Soon after finishing the declaration, the early organizers started to have a problem: their solutions were to be accessible to everyone, but so was their protest. The crowds at those early meetings came in response to messages broadcast over a narrow channel, the Adbusters list. They were committed to a tangible goal, with an immediate deadline. But in early October, as the national media seized on the Zuccotti Park story, the rest of the ninety-nine per cent started showing up. The G.A. had to tackle three new challenges simultaneously: holding ground; managing a semi-permanent village; and guiding a much larger and more cacophonous political conversation. All this had to be done with almost no heat, running water, or electricity.

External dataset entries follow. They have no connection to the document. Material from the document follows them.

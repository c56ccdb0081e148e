//! Export command (CSV/JSON transactions, PDF report)

use std::fs;
use std::path::{Path, PathBuf};

use anyhow::{Context, Result};
use kosh_core::db::Database;
use kosh_core::{render_report, AuthContext, ExportFormat, TransactionExportOptions};

use super::parse_date;
use crate::cli::ExportKind;

/// Where an export lands when `--output` is not given
pub fn default_export_path(kind: ExportKind, username: &str) -> PathBuf {
    match kind {
        ExportKind::Csv => PathBuf::from("transactions.csv"),
        ExportKind::Json => PathBuf::from("transactions.json"),
        ExportKind::Pdf => PathBuf::from(format!("{}_report.pdf", username)),
    }
}

pub fn cmd_export(
    db: &Database,
    ctx: &AuthContext,
    kind: ExportKind,
    output: Option<&Path>,
    from: Option<&str>,
    to: Option<&str>,
) -> Result<()> {
    let path = output
        .map(Path::to_path_buf)
        .unwrap_or_else(|| default_export_path(kind, &ctx.username));

    let bytes = match kind {
        ExportKind::Csv | ExportKind::Json => {
            let format = if kind == ExportKind::Csv {
                ExportFormat::Csv
            } else {
                ExportFormat::Json
            };
            let opts = TransactionExportOptions {
                from: from.map(parse_date).transpose()?,
                to: to.map(parse_date).transpose()?,
            };
            db.export_transactions(&ctx.username, format, &opts)?
                .into_bytes()
        }
        ExportKind::Pdf => {
            let transactions = db.get_user_transactions(&ctx.username)?;
            render_report(&transactions, &ctx.display_name)
        }
    };

    fs::write(&path, &bytes)
        .with_context(|| format!("Failed to write {}", path.display()))?;
    tracing::info!(
        user = %ctx.username,
        format = ?kind,
        path = %path.display(),
        "Export written"
    );

    println!(
        "📤 Exported to {} ({} bytes)",
        path.display(),
        bytes.len()
    );
    Ok(())
}
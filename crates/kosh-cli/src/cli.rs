//! CLI argument definitions using clap
//!
//! This module contains all the clap structs and enums for parsing CLI arguments.
//! The actual command implementations are in the `commands` module.

use std::path::PathBuf;

use clap::{Args, Parser, Subcommand, ValueEnum};

/// Kosh - Track income, expenses and monthly budgets
#[derive(Parser)]
#[command(name = "kosh")]
#[command(about = "Self-hosted personal finance tracker", long_about = None)]
#[command(version)]
pub struct Cli {
    /// Database path (overrides the config file and KOSH_DB)
    #[arg(long, global = true)]
    pub db: Option<PathBuf>,

    /// Config file (default: ~/.config/kosh/config.toml if present)
    #[arg(long, global = true)]
    pub config: Option<PathBuf>,

    /// Enable verbose logging
    #[arg(short, long, global = true)]
    pub verbose: bool,

    /// Disable database encryption (not recommended for production)
    ///
    /// By default, the database is encrypted using SQLCipher.
    /// Set KOSH_DB_KEY environment variable with your passphrase.
    /// Use --no-encrypt only for development or testing.
    #[arg(long, global = true)]
    pub no_encrypt: bool,

    #[command(subcommand)]
    pub command: Commands,
}

/// Who is running a user-scoped command
#[derive(Args, Debug, Clone)]
pub struct Credentials {
    /// Username
    #[arg(short, long)]
    pub user: String,

    /// Password
    #[arg(long, env = "KOSH_PASSWORD", hide_env_values = true)]
    pub password: String,
}

#[derive(Subcommand)]
pub enum Commands {
    /// Initialize the database
    Init,

    /// Create a user account (seeded with sample data)
    Register {
        #[command(flatten)]
        creds: Credentials,

        /// Display name
        #[arg(long)]
        name: String,
    },

    /// Check credentials and show the account
    Whoami {
        #[command(flatten)]
        creds: Credentials,
    },

    /// Show totals, budgets and suggestions
    Dashboard {
        #[command(flatten)]
        creds: Credentials,

        /// Budget month (YYYY-MM, default: current month)
        #[arg(short, long)]
        month: Option<String>,

        /// Print the dashboard as JSON
        #[arg(long)]
        json: bool,
    },

    /// Record a transaction
    Add {
        #[command(flatten)]
        creds: Credentials,

        /// Amount (non-negative)
        #[arg(short, long)]
        amount: f64,

        /// Category (Food, Transport, Rent, Entertainment, Salary, Freelance,
        /// Health, Shopping, Other)
        #[arg(short, long)]
        category: String,

        /// Income or Expense
        #[arg(short = 't', long = "type")]
        kind: String,

        /// Date (YYYY-MM-DD, default: today)
        #[arg(long)]
        date: Option<String>,

        /// Free-text description
        #[arg(short, long, default_value = "")]
        description: String,
    },

    /// List recent transactions
    List {
        #[command(flatten)]
        creds: Credentials,

        /// Maximum number of transactions to show
        #[arg(short, long, default_value = "20")]
        limit: i64,
    },

    /// Delete one of your transactions
    Delete {
        #[command(flatten)]
        creds: Credentials,

        /// Transaction ID
        id: i64,
    },

    /// Manage monthly budgets
    Budget {
        #[command(subcommand)]
        action: BudgetAction,
    },

    /// Show savings and spending suggestions
    Suggest {
        #[command(flatten)]
        creds: Credentials,

        /// Budget month (YYYY-MM, default: current month)
        #[arg(short, long)]
        month: Option<String>,
    },

    /// Export transactions or the PDF report
    Export {
        #[command(flatten)]
        creds: Credentials,

        /// Output format
        #[arg(value_enum)]
        format: ExportKind,

        /// Output file (default: transactions.<ext>, or <user>_report.pdf)
        #[arg(short, long)]
        output: Option<PathBuf>,

        /// Only transactions on or after this date (YYYY-MM-DD)
        #[arg(long)]
        from: Option<String>,

        /// Only transactions on or before this date (YYYY-MM-DD)
        #[arg(long)]
        to: Option<String>,
    },

    /// Start the web server
    Serve {
        /// Port to listen on (default: config file, KOSH_PORT or 3000)
        #[arg(short, long)]
        port: Option<u16>,

        /// Host to bind to (default: config file, KOSH_HOST or 127.0.0.1)
        #[arg(long)]
        host: Option<String>,
    },
}

#[derive(Subcommand)]
pub enum BudgetAction {
    /// Set (or overwrite) the limit for a category
    Set {
        #[command(flatten)]
        creds: Credentials,

        /// Expense category
        #[arg(short, long)]
        category: String,

        /// Monthly limit
        #[arg(short, long)]
        limit: f64,

        /// Budget month (YYYY-MM, default: current month)
        #[arg(short, long)]
        month: Option<String>,
    },

    /// List budgets and how much of each is spent
    List {
        #[command(flatten)]
        creds: Credentials,

        /// Budget month (YYYY-MM, default: current month)
        #[arg(short, long)]
        month: Option<String>,
    },
}

/// What `kosh export` writes
#[derive(Debug, Clone, Copy, PartialEq, Eq, ValueEnum)]
pub enum ExportKind {
    Csv,
    Json,
    Pdf,
}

Consensus—the agreed-upon method of decision-making—wasn’t easy among hundreds of self-identified ninety-nine-per-centers, whose politics ranged from “Daily Show” liberalism to insurrectionary anarchism. Because of the ground rules determined by the people sitting on the cobblestones in August, no decision could be made without giving everyone in attendance the chance to cross his or her arms and bring the meeting to a halt. According to the G.A.’s rules, a nine-tenths vote could override a block, but only after each block had explained his or her objections and the facilitators had responded. The least reasonable people often got the most time to speak.
Other people approached the facilitators. A group of herbalists wanted fifteen hundred dollars to make medicines. Someone wanted to present “Native American peace principles” derived from the Iroquois Confederacy. Someone else had a facilitation accountability model, a spreadsheet for evaluating the facilitators. A representative from an N.Y.U. student group asked the G.A. to formally endorse Occupy Oakland’s Day of Action. He was informed that such an endorsement had already been made. A few minutes later, everyone began speaking at once. “Whoa!” a facilitator cried. “Let’s take a breath and get centered. This is a valid conversation, but this is not the right venue to have it.”